Open AccessSalicylate uniquely induces a 27‐kDa protein in tubercle bacillus
Author(s) -
Sun Zhonghe,
Cheng ShaoJi,
Zhang Hao,
Zhang Ying
Publication year - 2001
Publication title -
fems microbiology letters
Language(s) - English
Resource type - Journals
SCImago Journal Rank - 0.899
H-Index - 151
eISSN - 1574-6968
pISSN - 0378-1097
DOI - 10.1111/j.1574-6968.2001.tb10843.x
Subject(s) - mycobacterium smegmatis , mycobacterium tuberculosis , biochemistry , bacillus subtilis , salicylic acid , escherichia coli , biology , microbiology and biotechnology , western blot , gene , chemistry , bacteria , tuberculosis , genetics , medicine , pathology
Salicylate was found to uniquely induce a 27‐kDa protein in Mycobacterium tuberculosis complex organisms but not in Mycobacterium smegmatis or Escherichia coli . The structural analogue antitubercular para ‐amino‐salicylate also induced the 27‐kDa protein but to a somewhat lower level than salicylate. Other structural analogues such as benzoic acid and acetyl salicylic acid (aspirin) did not induce the 27‐kDa protein.

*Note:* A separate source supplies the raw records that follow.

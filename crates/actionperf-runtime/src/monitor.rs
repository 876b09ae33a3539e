//! The monitor service object.
//!
//! Owns the metric registry and the notification dispatcher. Build one at
//! startup, share it (it is cheap to clone), and call `shutdown` at teardown.
//! Independent monitors do not share any state.

use std::sync::Arc;

use actionperf_core::backend::MetricBackend;
use actionperf_core::error::Result;
use actionperf_core::metrics::{MetricContext, PerformanceMetric};
use actionperf_core::ActionIdentity;

use crate::config::MonitorConfig;
use crate::dispatch::NotificationDispatcher;
use crate::registry::MetricRegistry;
use crate::tracker::PerformanceTracker;

#[derive(Clone)]
pub struct PerfMonitor {
    inner: Arc<MonitorInner>,
}

struct MonitorInner {
    cfg: MonitorConfig,
    process_id: u32,
    registry: Arc<MetricRegistry>,
    dispatcher: Arc<NotificationDispatcher>,
}

impl PerfMonitor {
    /// Build the monitor. Must be called from within a tokio runtime.
    pub fn new(cfg: MonitorConfig, backend: Arc<dyn MetricBackend>) -> Result<Self> {
        cfg.validate()?;

        let dispatcher =
            NotificationDispatcher::spawn(cfg.dispatch.workers, cfg.dispatch.queue_capacity)?;
        let registry = MetricRegistry::new(backend);
        let process_id = cfg.monitor.effective_process_id();

        tracing::info!(
            category = %cfg.monitor.category,
            process_id,
            workers = cfg.dispatch.workers,
            "performance monitor started"
        );

        Ok(Self {
            inner: Arc::new(MonitorInner {
                cfg,
                process_id,
                registry: Arc::new(registry),
                dispatcher: Arc::new(dispatcher),
            }),
        })
    }

    pub fn cfg(&self) -> &MonitorConfig {
        &self.inner.cfg
    }

    pub fn process_id(&self) -> u32 {
        self.inner.process_id
    }

    pub fn registry(&self) -> Arc<MetricRegistry> {
        Arc::clone(&self.inner.registry)
    }

    pub fn dispatcher(&self) -> Arc<NotificationDispatcher> {
        Arc::clone(&self.inner.dispatcher)
    }

    /// Identity in the configured category, with the configured kind and process id.
    pub fn identity(
        &self,
        resource: &str,
        operation: &str,
        http_method: &str,
        parameters: &str,
    ) -> ActionIdentity {
        let m = &self.inner.cfg.monitor;
        ActionIdentity::new(
            self.inner.process_id,
            m.category.as_str(),
            m.action_kind.as_str(),
            resource,
            operation,
            http_method,
            parameters,
        )
    }

    /// Fresh, idle tracker for one invocation.
    pub fn tracker(&self, identity: ActionIdentity) -> PerformanceTracker {
        PerformanceTracker::new(identity, self.registry(), self.dispatcher())
    }

    pub fn add_custom_metric_factory<F>(&self, factory: F)
    where
        F: Fn(&MetricContext) -> Result<Box<dyn PerformanceMetric>> + Send + Sync + 'static,
    {
        self.inner.registry.add_custom_metric_factory(factory);
    }

    /// Let queued notifications land, then dispose every metric set.
    pub async fn cleanup_all(&self) {
        self.inner.dispatcher.flush().await;
        self.inner.registry.cleanup_all();
    }

    /// Cleanup, then stop the dispatch workers.
    pub async fn shutdown(&self) {
        self.cleanup_all().await;
        self.inner.dispatcher.shutdown().await;
        tracing::info!("performance monitor stopped");
    }
}
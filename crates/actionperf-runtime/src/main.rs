//! actionperf demo server
//!
//! - Instrumented demo routes: /orders, /orders/:id, /fail
//! - Ops routes: /healthz, /metrics, /metrics.json
//! - Ctrl-C drains queued notifications and disposes every counter

use std::net::SocketAddr;

use tracing_subscriber::{fmt, EnvFilter};

use actionperf_core::error::{PerfError, Result};
use actionperf_runtime::{app_state, config, router};

const DEFAULT_CONFIG: &str = "actionperf.yaml";

#[tokio::main]
async fn main() -> Result<()> {
    fmt().with_env_filter(EnvFilter::from_default_env()).init();

    let explicit = std::env::var("ACTIONPERF_CONFIG").ok();
    let cfg = config::load_or_default(explicit.as_deref(), DEFAULT_CONFIG)?;

    let listen: SocketAddr = cfg
        .server
        .listen
        .parse()
        .map_err(|e| PerfError::Config(format!("server.listen must be a valid SocketAddr: {e}")))?;

    let state = app_state::AppState::new(cfg)?;
    let monitor = state.monitor().clone();
    let app = router::build_router(state);

    tracing::info!(%listen, "actionperf starting");
    let listener = tokio::net::TcpListener::bind(listen)
        .await
        .map_err(|e| PerfError::Internal(format!("failed to bind: {e}")))?;

    axum::serve(listener, app)
        .with_graceful_shutdown(async {
            let _ = tokio::signal::ctrl_c().await;
        })
        .await
        .map_err(|e| PerfError::Internal(format!("server failed: {e}")))?;

    monitor.shutdown().await;
    Ok(())
}
//! Monitor config loader (strict parsing).

pub mod schema;

use std::fs;
use std::path::Path;

use actionperf_core::error::{PerfError, Result};

pub use schema::{BackendSection, DispatchSection, MonitorConfig, MonitorSection, ServerSection};

pub fn load_from_file(path: &str) -> Result<MonitorConfig> {
    let s = fs::read_to_string(path)
        .map_err(|e| PerfError::Config(format!("read config failed: {e}")))?;
    load_from_str(&s)
}

pub fn load_from_str(s: &str) -> Result<MonitorConfig> {
    let cfg: MonitorConfig = serde_yaml::from_str(s)
        .map_err(|e| PerfError::Config(format!("invalid yaml: {e}")))?;
    cfg.validate()?;
    Ok(cfg)
}

/// Config for the binary.
///
/// An `explicit` path (from the environment) must exist. Without one,
/// `fallback` is loaded when present and defaults are used otherwise.
pub fn load_or_default(explicit: Option<&str>, fallback: &str) -> Result<MonitorConfig> {
    match explicit {
        Some(path) => {
            if !Path::new(path).exists() {
                return Err(PerfError::Config(format!("config file not found: {path}")));
            }
            load_from_file(path)
        }
        None if Path::new(fallback).exists() => load_from_file(fallback),
        None => {
            tracing::warn!(path = fallback, "config file not found; using defaults");
            Ok(MonitorConfig::default())
        }
    }
}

Western blot analysis indicated that the 27‐kDa protein was localized mainly in the cytoplasm. The 27‐kDa protein was not expressed at different growth phases in the absence of salicylate. The 27‐kDa protein was identified as a putative benzoquinone methyltransferase (Rv0560c), which has several homologues in the M. tuberculosis genome. The cloned 27‐kDa gene was found to express constitutively in E. coli , M. smegmatis and BCG with or without salicylate.